Hülya Hanım’ın hikmeti…
Ramazan Bayramı’nı fırsat bilip aktüel siyaset dışında daha temel meseleler üzerine yazmaya çalıştığım şu son dört yazıdan sonra, salı günkü konuyla da ilgili olduğunu...
Ramazan Bayramı’nı fırsat bilip aktüel siyaset dışında daha temel meseleler üzerine yazmaya çalıştığım şu son dört yazıdan sonra, salı günkü konuyla da ilgili olduğunu düşündüğüm Hülya Koçyiğit röportajı ile devam etmek istiyorum.

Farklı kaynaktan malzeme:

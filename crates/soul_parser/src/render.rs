//! Per-reader rendering and sentence assembly.
//!
//! Every clause is rendered three ways: for the actor, for each person it
//! targets, and for everyone else. An [`Emote`] joins the clause texts
//! ("a, b and c") and wraps them in the subject and modifier framing.

use soul_foundation::{Person, grammar};

use crate::clause::ParsedClause;
use crate::modifier::{Form, Modifier};
use crate::reducer::ReducedClause;
use crate::template::{Slot, Template};

/// A reduced clause ready to render for any reader.
#[derive(Clone, Debug, PartialEq, Eq)]
pub struct RenderedClause {
    reduced: ReducedClause,
    actor: Person,
    repeated: bool,
    form: Form,
}

impl RenderedClause {
    /// Wraps a reduced clause.
    ///
    /// `repeated` is set when the clause targets the same people as the one
    /// before it; names are then replaced by pronouns.
    #[must_use]
    pub fn new(reduced: ReducedClause, actor: Person, repeated: bool, form: Form) -> Self {
        Self {
            reduced,
            actor,
            repeated,
            form,
        }
    }

    /// The verb name.
    #[must_use]
    pub fn verb(&self) -> &str {
        &self.reduced.verb
    }

    /// Who the clause is aimed at.
    #[must_use]
    pub fn targets(&self) -> &[Person] {
        &self.reduced.targets
    }

    /// The clause as the actor reads it.
    #[must_use]
    pub fn actor_text(&self) -> String {
        self.render_for(Some(&self.actor))
    }

    /// The clause as an uninvolved bystander reads it.
    #[must_use]
    pub fn bystander_text(&self) -> String {
        self.render_for(None)
    }

    /// The clause as `reader` reads it.
    #[must_use]
    pub fn text_for(&self, reader: &Person) -> String {
        self.render_for(Some(reader))
    }

    fn render_for(&self, reader: Option<&Person>) -> String {
        let perspectives = match self.form {
            Form::Finite => &self.reduced.finite,
            Form::Infinitive => &self.reduced.infinitive,
        };
        let template: &Template = match reader {
            Some(r) if *r == self.actor => &perspectives.actor,
            Some(r) if self.reduced.targets.contains(r) => &perspectives.target,
            _ => &perspectives.bystander,
        };
        template.render(|slot| self.resolve(slot, reader))
    }

    fn resolve(&self, slot: Slot, reader: Option<&Person>) -> String {
        let actor = &self.actor;
        let targets = &self.reduced.targets;
        let is_reader = |p: &Person| reader.is_some_and(|r| r == p);
        let reader_targeted = targets.iter().any(is_reader);

        match slot {
            Slot::Who if self.repeated => self.resolve(Slot::Obj, reader),
            Slot::Poss if self.repeated => self.resolve(Slot::Their, reader),
            Slot::Who => {
                let words: Vec<String> = targets
                    .iter()
                    .map(|t| match (is_reader(t), t == actor) {
                        (true, true) => "yourself".to_string(),
                        (true, false) => "you".to_string(),
                        (false, true) => actor.reflexive().to_string(),
                        (false, false) => t.name(),
                    })
                    .collect();
                grammar::join(&words, "and")
            }
            Slot::Poss => {
                let words: Vec<String> = targets
                    .iter()
                    .map(|t| match (is_reader(t), t == actor) {
                        (true, true) => "your own".to_string(),
                        (true, false) => "your".to_string(),
                        (false, true) => format!("{} own", actor.possessive()),
                        (false, false) => grammar::possessive(&t.name()),
                    })
                    .collect();
                grammar::join(&words, "and")
            }
            Slot::Their => match targets.as_slice() {
                [] => String::new(),
                [t] if is_reader(t) => "your".to_string(),
                [t] => t.possessive().to_string(),
                _ if reader_targeted => "your".to_string(),
                _ => "their".to_string(),
            },
            Slot::Obj => match targets.as_slice() {
                [] => String::new(),
                [t] if is_reader(t) && t == actor => "yourself".to_string(),
                [t] if is_reader(t) => "you".to_string(),
                [t] if t == actor => actor.reflexive().to_string(),
                [t] => t.objective().to_string(),
                _ if reader_targeted => "all of you".to_string(),
                _ => "them".to_string(),
            },
            Slot::Subj => match targets.as_slice() {
                [] => String::new(),
                [t] if is_reader(t) => "you".to_string(),
                [t] => t.subjective().to_string(),
                _ if reader_targeted => "you".to_string(),
                _ => "they".to_string(),
            },
            Slot::You | Slot::Pron if is_reader(actor) => "you".to_string(),
            Slot::Your | Slot::My if is_reader(actor) => "your".to_string(),
            Slot::You | Slot::My => actor.objective().to_string(),
            Slot::Your => actor.possessive().to_string(),
            Slot::Pron => actor.subjective().to_string(),
            Slot::Is => {
                if reader_targeted || targets.len() > 1 {
                    "are".to_string()
                } else {
                    "is".to_string()
                }
            }
            Slot::How | Slot::At | Slot::Where | Slot::What | Slot::Msg => String::new(),
        }
    }
}

/// A fully parsed emote, ready to show to anyone present.
#[derive(Clone, Debug, PartialEq, Eq)]
pub struct Emote {
    actor: Person,
    recipients: Vec<Person>,
    modifier: Option<Modifier>,
    clauses: Vec<RenderedClause>,
    breakdown: Vec<ParsedClause>,
}

impl Emote {
    /// Assembles an emote. `recipients` should not include the actor.
    #[must_use]
    pub fn new(
        actor: Person,
        recipients: Vec<Person>,
        modifier: Option<Modifier>,
        clauses: Vec<RenderedClause>,
        breakdown: Vec<ParsedClause>,
    ) -> Self {
        Self {
            actor,
            recipients,
            modifier,
            clauses,
            breakdown,
        }
    }

    // =========================================================================
    // Messages
    // =========================================================================

    /// The full sentence the actor sees: "You smile happily at Bob."
    #[must_use]
    pub fn actor_message(&self) -> String {
        let texts: Vec<String> = self.clauses.iter().map(RenderedClause::actor_text).collect();
        self.frame(true, &texts)
    }

    /// The full sentence `reader` sees.
    #[must_use]
    pub fn message_for(&self, reader: &Person) -> String {
        if *reader == self.actor {
            return self.actor_message();
        }
        let texts: Vec<String> = self.clauses.iter().map(|c| c.text_for(reader)).collect();
        self.frame(false, &texts)
    }

    /// The full sentence an uninvolved bystander sees.
    #[must_use]
    pub fn bystander_message(&self) -> String {
        let texts: Vec<String> = self.clauses.iter().map(RenderedClause::bystander_text).collect();
        self.frame(false, &texts)
    }

    fn frame(&self, for_actor: bool, texts: &[String]) -> String {
        let body = grammar::join(texts, "and");
        let name = self.actor.name();

        let subject = match (self.modifier, for_actor) {
            (Some(Modifier::Suddenly), true) => "You suddenly".to_string(),
            (Some(Modifier::Suddenly), false) => format!("{name} suddenly"),
            (Some(Modifier::Fail), true) => "You try to".to_string(),
            (Some(Modifier::Fail), false) => format!("{name} tries to"),
            (Some(Modifier::Pretend), true) => "You pretend to".to_string(),
            (Some(Modifier::Pretend), false) => format!("{name} pretends to"),
            (Some(Modifier::Dont), true) => "You don't".to_string(),
            (Some(Modifier::Dont), false) => format!("{name} doesn't"),
            (Some(Modifier::Attempt), true) => "You attempt to".to_string(),
            (Some(Modifier::Attempt), false) => format!("{name} attempts to"),
            (_, true) => "You".to_string(),
            (_, false) => name,
        };

        let closing = match (self.modifier, for_actor) {
            (Some(Modifier::Again), _) => " again.",
            (Some(Modifier::Fail), true) => ", but fail miserably.",
            (Some(Modifier::Fail), false) => ", but fails miserably.",
            (Some(Modifier::Attempt), _) => ", without much success.",
            _ if self.terminated() => "",
            _ => ".",
        };

        format!("{subject} {body}{closing}")
    }

    /// Whether the actor's text already ends a sentence.
    fn terminated(&self) -> bool {
        self.clauses
            .last()
            .is_some_and(|c| grammar::is_terminated(&c.actor_text()))
    }

    // =========================================================================
    // Structure
    // =========================================================================

    /// Who made the emote.
    #[must_use]
    pub fn actor(&self) -> &Person {
        &self.actor
    }

    /// Everyone who should see a message, excluding the actor.
    #[must_use]
    pub fn recipients(&self) -> &[Person] {
        &self.recipients
    }

    /// The leading modifier, if any.
    #[must_use]
    pub fn modifier(&self) -> Option<Modifier> {
        self.modifier
    }

    /// The rendered clauses, in order.
    #[must_use]
    pub fn clauses(&self) -> &[RenderedClause] {
        &self.clauses
    }

    /// What was parsed out of the input, clause by clause.
    #[must_use]
    pub fn breakdown(&self) -> &[ParsedClause] {
        &self.breakdown
    }

    /// Everyone targeted by any clause, first mention first.
    #[must_use]
    pub fn targets(&self) -> Vec<Person> {
        let mut all: Vec<Person> = Vec::new();
        for person in self.clauses.iter().flat_map(RenderedClause::targets) {
            if !all.contains(person) {
                all.push(person.clone());
            }
        }
        all
    }
}
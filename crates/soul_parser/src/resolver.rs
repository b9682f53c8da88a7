//! Prefix resolution for adverbs and body parts.
//!
//! Adverbs may span several words ("from the heart"), so an ambiguous
//! prefix is extended across the following tokens for as long as something
//! still matches.

use crate::tokenizer::InputToken;
use crate::vocabulary::Registry;

/// Outcome of resolving a prefix.
#[derive(Clone, Debug, PartialEq, Eq)]
pub enum Resolution {
    /// A single phrase, and how many tokens it covers.
    Found(String, usize),
    /// Several candidates, sorted; `end` is the index of the last token of
    /// the ambiguous text.
    Ambiguous {
        /// Every matching phrase.
        candidates: Vec<String>,
        /// Index of the last token involved.
        end: usize,
    },
    /// Nothing matches.
    NotFound,
}

/// Resolves an adverb prefix starting at `tokens[start]`.
///
/// Both tiers are searched together. An exact phrase wins over longer
/// phrases it is a prefix of.
#[must_use]
pub fn resolve_adverb(registry: &Registry, tokens: &[InputToken], start: usize) -> Resolution {
    let Some(first) = tokens.get(start).and_then(InputToken::word) else {
        return Resolution::NotFound;
    };

    let mut prefix = first.to_string();
    let mut matches = registry.any_adverbs_with_prefix(&prefix);
    if matches.is_empty() {
        return Resolution::NotFound;
    }

    let mut end = start;
    while matches.len() > 1 {
        let Some(next) = tokens.get(end + 1).and_then(InputToken::word) else {
            break;
        };
        let extended = format!("{prefix} {next}");
        let narrowed = registry.any_adverbs_with_prefix(&extended);
        if narrowed.is_empty() {
            break;
        }
        prefix = extended;
        matches = narrowed;
        end += 1;
    }

    if matches.len() == 1 {
        let phrase = matches.remove(0);
        let consumed = covered(&phrase, &tokens[start..]);
        return Resolution::Found(phrase, consumed);
    }
    if matches.contains(&prefix) {
        return Resolution::Found(prefix, end - start + 1);
    }
    Resolution::Ambiguous {
        candidates: matches,
        end,
    }
}

/// Resolves a single-token body-part prefix.
#[must_use]
pub fn resolve_bodypart(registry: &Registry, word: &str) -> Resolution {
    let mut matches = registry.bodyparts_with_prefix(word);
    match matches.len() {
        0 => Resolution::NotFound,
        1 => Resolution::Found(matches.remove(0), 1),
        _ => Resolution::Ambiguous {
            candidates: matches,
            end: 0,
        },
    }
}

/// How many leading tokens the phrase covers.
///
/// Whole words keep counting; a word that is only a prefix of the phrase's
/// word counts and ends the run.
fn covered(phrase: &str, tokens: &[InputToken]) -> usize {
    let mut count = 0;
    for (expected, token) in phrase.split(' ').zip(tokens) {
        let Some(word) = token.word() else { break };
        if word == expected {
            count += 1;
        } else {
            if !word.is_empty() && expected.starts_with(word) {
                count += 1;
            }
            break;
        }
    }
    count.max(1)
}
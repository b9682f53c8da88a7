//! Pronoun back-references.
//!
//! "it", "him", "her" and "them" refer back to the targets of the previous
//! clause. Before any clause of the current emote has closed, they refer to
//! the actor's [`LastTargets`] instead.

use soul_foundation::{Person, Result, SoulError};

/// Words that refer back to earlier targets.
pub const BACK_REFERENCES: &[&str] = &["it", "him", "her", "them"];

/// The most recently resolved target set of one actor.
///
/// Updated whenever a clause closes with targets; only the caller clears it.
#[derive(Clone, Debug, Default, PartialEq, Eq)]
pub struct LastTargets {
    targets: Vec<Person>,
}

impl LastTargets {
    /// Creates an empty record.
    #[must_use]
    pub fn new() -> Self {
        Self::default()
    }

    /// Records a target set. Empty sets are ignored.
    pub fn remember(&mut self, targets: &[Person]) {
        if !targets.is_empty() {
            self.targets = targets.to_vec();
        }
    }

    /// The recorded targets.
    #[must_use]
    pub fn get(&self) -> &[Person] {
        &self.targets
    }

    /// Whether nothing is recorded.
    #[must_use]
    pub fn is_empty(&self) -> bool {
        self.targets.is_empty()
    }

    /// Forgets the recorded targets.
    pub fn clear(&mut self) {
        self.targets.clear();
    }
}

/// Whether `word` is a back-reference pronoun.
#[must_use]
pub fn is_back_reference(word: &str) -> bool {
    BACK_REFERENCES.contains(&word)
}

/// Checks that `word` can refer to `set`.
///
/// "them" needs two or more persons, or a single person referred to as
/// "them". The other pronouns need exactly one person whose objective
/// pronoun is the word itself.
///
/// # Errors
///
/// Returns [`SoulError::MissingBackReference`] when the pronoun doesn't fit.
pub fn resolve<'a>(word: &str, set: &'a [Person]) -> Result<&'a [Person]> {
    let fits = match set {
        [] => false,
        [one] => one.objective() == word,
        _ => word == "them",
    };
    if fits {
        Ok(set)
    } else {
        Err(SoulError::MissingBackReference)
    }
}
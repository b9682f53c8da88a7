//! Persons and their pronoun forms.
//!
//! Soul never owns persons; the surrounding world hands it snapshots. Identity
//! is carried by [`PersonId`] alone, so two snapshots of the same person with
//! different display names still compare equal.

use std::fmt;
use std::hash::{Hash, Hasher};
use std::str::FromStr;

use crate::error::SoulError;

/// Opaque identity handle for a person supplied by the world model.
#[derive(Copy, Clone, Eq, PartialEq, Ord, PartialOrd, Hash)]
#[cfg_attr(feature = "serde", derive(serde::Serialize, serde::Deserialize))]
pub struct PersonId(u64);

impl PersonId {
    /// Creates an identity handle from a raw value.
    #[must_use]
    pub const fn new(raw: u64) -> Self {
        Self(raw)
    }

    /// Returns the raw value.
    #[must_use]
    pub const fn raw(self) -> u64 {
        self.0
    }
}

impl fmt::Debug for PersonId {
    fn fmt(&self, f: &mut fmt::Formatter<'_>) -> fmt::Result {
        write!(f, "PersonId({})", self.0)
    }
}

impl fmt::Display for PersonId {
    fn fmt(&self, f: &mut fmt::Formatter<'_>) -> fmt::Result {
        write!(f, "#{}", self.0)
    }
}

/// Grammatical gender, which selects the pronoun forms.
#[derive(Copy, Clone, Debug, Eq, PartialEq, Hash, Default)]
#[cfg_attr(feature = "serde", derive(serde::Serialize, serde::Deserialize))]
pub enum Gender {
    /// he / him / his
    Male,
    /// she / her / her
    Female,
    /// it / it / its
    #[default]
    Neuter,
    /// they / them / their
    Plural,
}

impl Gender {
    /// Subjective pronoun ("he").
    #[must_use]
    pub const fn subjective(self) -> &'static str {
        match self {
            Self::Male => "he",
            Self::Female => "she",
            Self::Neuter => "it",
            Self::Plural => "they",
        }
    }

    /// Objective pronoun ("him").
    #[must_use]
    pub const fn objective(self) -> &'static str {
        match self {
            Self::Male => "him",
            Self::Female => "her",
            Self::Neuter => "it",
            Self::Plural => "them",
        }
    }

    /// Possessive determiner ("his").
    #[must_use]
    pub const fn possessive(self) -> &'static str {
        match self {
            Self::Male => "his",
            Self::Female => "her",
            Self::Neuter => "its",
            Self::Plural => "their",
        }
    }

    /// Reflexive pronoun ("himself").
    #[must_use]
    pub const fn reflexive(self) -> &'static str {
        match self {
            Self::Male => "himself",
            Self::Female => "herself",
            Self::Neuter => "itself",
            Self::Plural => "themselves",
        }
    }
}

impl fmt::Display for Gender {
    fn fmt(&self, f: &mut fmt::Formatter<'_>) -> fmt::Result {
        let name = match self {
            Self::Male => "male",
            Self::Female => "female",
            Self::Neuter => "neuter",
            Self::Plural => "plural",
        };
        f.write_str(name)
    }
}

impl FromStr for Gender {
    type Err = SoulError;

    fn from_str(s: &str) -> Result<Self, Self::Err> {
        match s.to_ascii_lowercase().as_str() {
            "m" | "male" | "he" => Ok(Self::Male),
            "f" | "female" | "she" => Ok(Self::Female),
            "n" | "neuter" | "it" => Ok(Self::Neuter),
            "p" | "plural" | "they" => Ok(Self::Plural),
            _ => Err(SoulError::UnknownGender(s.to_string())),
        }
    }
}

/// A person that can act or be addressed.
#[derive(Clone, Debug)]
#[cfg_attr(feature = "serde", derive(serde::Serialize, serde::Deserialize))]
pub struct Person {
    id: PersonId,
    name: String,
    gender: Gender,
}

impl Person {
    /// Creates a person snapshot.
    #[must_use]
    pub fn new(id: PersonId, name: impl Into<String>, gender: Gender) -> Self {
        Self {
            id,
            name: name.into(),
            gender,
        }
    }

    /// Identity handle.
    #[must_use]
    pub fn id(&self) -> PersonId {
        self.id
    }

    /// Display name, capitalized the way it is shown to others.
    #[must_use]
    pub fn name(&self) -> String {
        crate::grammar::capitalize(&self.name)
    }

    /// Lowercase name used when matching typed words.
    #[must_use]
    pub fn key(&self) -> String {
        self.name.to_lowercase()
    }

    /// Grammatical gender.
    #[must_use]
    pub fn gender(&self) -> Gender {
        self.gender
    }

    /// Subjective pronoun.
    #[must_use]
    pub fn subjective(&self) -> &'static str {
        self.gender.subjective()
    }

    /// Objective pronoun.
    #[must_use]
    pub fn objective(&self) -> &'static str {
        self.gender.objective()
    }

    /// Possessive determiner.
    #[must_use]
    pub fn possessive(&self) -> &'static str {
        self.gender.possessive()
    }

    /// Reflexive pronoun.
    #[must_use]
    pub fn reflexive(&self) -> &'static str {
        self.gender.reflexive()
    }
}

impl PartialEq for Person {
    fn eq(&self, other: &Self) -> bool {
        self.id == other.id
    }
}

impl Eq for Person {}

impl Hash for Person {
    fn hash<H: Hasher>(&self, state: &mut H) {
        self.id.hash(state);
    }
}

impl fmt::Display for Person {
    fn fmt(&self, f: &mut fmt::Formatter<'_>) -> fmt::Result {
        f.write_str(&self.name())
    }
}


#[cfg(test)]
mod proptests {
    use super::*;
    use proptest::prelude::*;

    proptest! {
        #[test]
        fn person_id_roundtrips_raw(raw: u64) {
            prop_assert_eq!(PersonId::new(raw).raw(), raw);
        }

        #[test]
        fn equality_follows_id(a: u64, b: u64, name in "[a-z]{1,8}") {
            let pa = Person::new(PersonId::new(a), name.clone(), Gender::Male);
            let pb = Person::new(PersonId::new(b), name, Gender::Female);
            prop_assert_eq!(pa == pb, a == b);
        }

        #[test]
        fn key_is_lowercase(name in "[A-Za-z]{1,12}") {
            let p = Person::new(PersonId::new(0), name.clone(), Gender::Neuter);
            prop_assert_eq!(p.key(), name.to_lowercase());
        }
    }
}
//! Integration tests for extension adverbs

use soul_foundation::{Gender, Person, PersonId, SoulError};
use soul_parser::{Audience, LastTargets, Registry, Soul, Tier};

fn audience() -> Audience {
    let alice = Person::new(PersonId::new(1), "alice", Gender::Female);
    Audience::new(alice.clone(), vec![alice])
}

#[test]
fn extension_adverbs_resolve_by_prefix() {
    let mut soul = Soul::standard().unwrap();
    soul.registry_mut().register_adverb(["zestily"]).unwrap();

    let emote = soul
        .parse("grin zes", &audience(), &mut LastTargets::new())
        .unwrap();
    assert_eq!(emote.actor_message(), "You grin zestily.");

    soul.registry_mut().unregister_adverb(["zestily"]);
    assert_eq!(
        soul.parse("grin zes", &audience(), &mut LastTargets::new())
            .unwrap_err(),
        SoulError::unknown_token(2)
    );
}

#[test]
fn base_adverbs_stay_in_the_base_tier() {
    let mut registry = Registry::standard().unwrap();
    registry.register_adverb(["happily"]).unwrap();
    assert!(registry.adverbs(Tier::Extension).is_empty());

    registry.unregister_adverb(["happily"]);
    assert!(registry.is_adverb("happily"));
}

#[test]
fn prefix_lookup_is_sorted() {
    let registry = Registry::standard().unwrap();
    let found = registry.adverbs_with_prefix(Tier::Base, "sa");
    assert!(found.contains(&"sadly".to_string()));
    let mut sorted = found.clone();
    sorted.sort();
    assert_eq!(found, sorted);
    assert!(registry.adverbs_with_prefix(Tier::Base, "S!").is_empty());
}

#[test]
fn extension_adverbs_share_prefixes_with_base_adverbs() {
    let mut soul = Soul::standard().unwrap();
    soul.registry_mut().register_adverb(["angstily"]).unwrap();

    let err = soul
        .parse("smile ang", &audience(), &mut LastTargets::new())
        .unwrap_err();
    let SoulError::AmbiguousToken { candidates, .. } = err else {
        panic!("expected ambiguity, got {err:?}");
    };
    assert_eq!(candidates, vec!["angrily", "angstily"]);

    let emote = soul
        .parse("smile angr", &audience(), &mut LastTargets::new())
        .unwrap();
    assert_eq!(emote.actor_message(), "You smile angrily.");
}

Öncelikle Hülya Koçyiğit ve ailesine tekrar geçmiş olsun dileklerimi iletiyorum. Sağlığına kavuşuyor olması tüm milletimiz gibi beni de çok mutlu etti. Umarım ve dilerim ki çok uzun süreler Türkiye’nin gururu olmaya devam eder.
Koçyiğit’in Hürriyet’ten İpek Özbey’e verdiği röportaj oldukça ses getirdi. Röportaj hem geçirdiği hastalık sürecini, hem de Türkiye ile ilgili politik süreçleri içeriyordu. Koçyiğit duru ve net görüşleri olan, bunu naif bir biçimde ama cesaretle söyleyebilen bir sanatçı. Akil insan olduğu dönemde, öncesinde ve günümüzde de bu tavrı hiç değişmedi.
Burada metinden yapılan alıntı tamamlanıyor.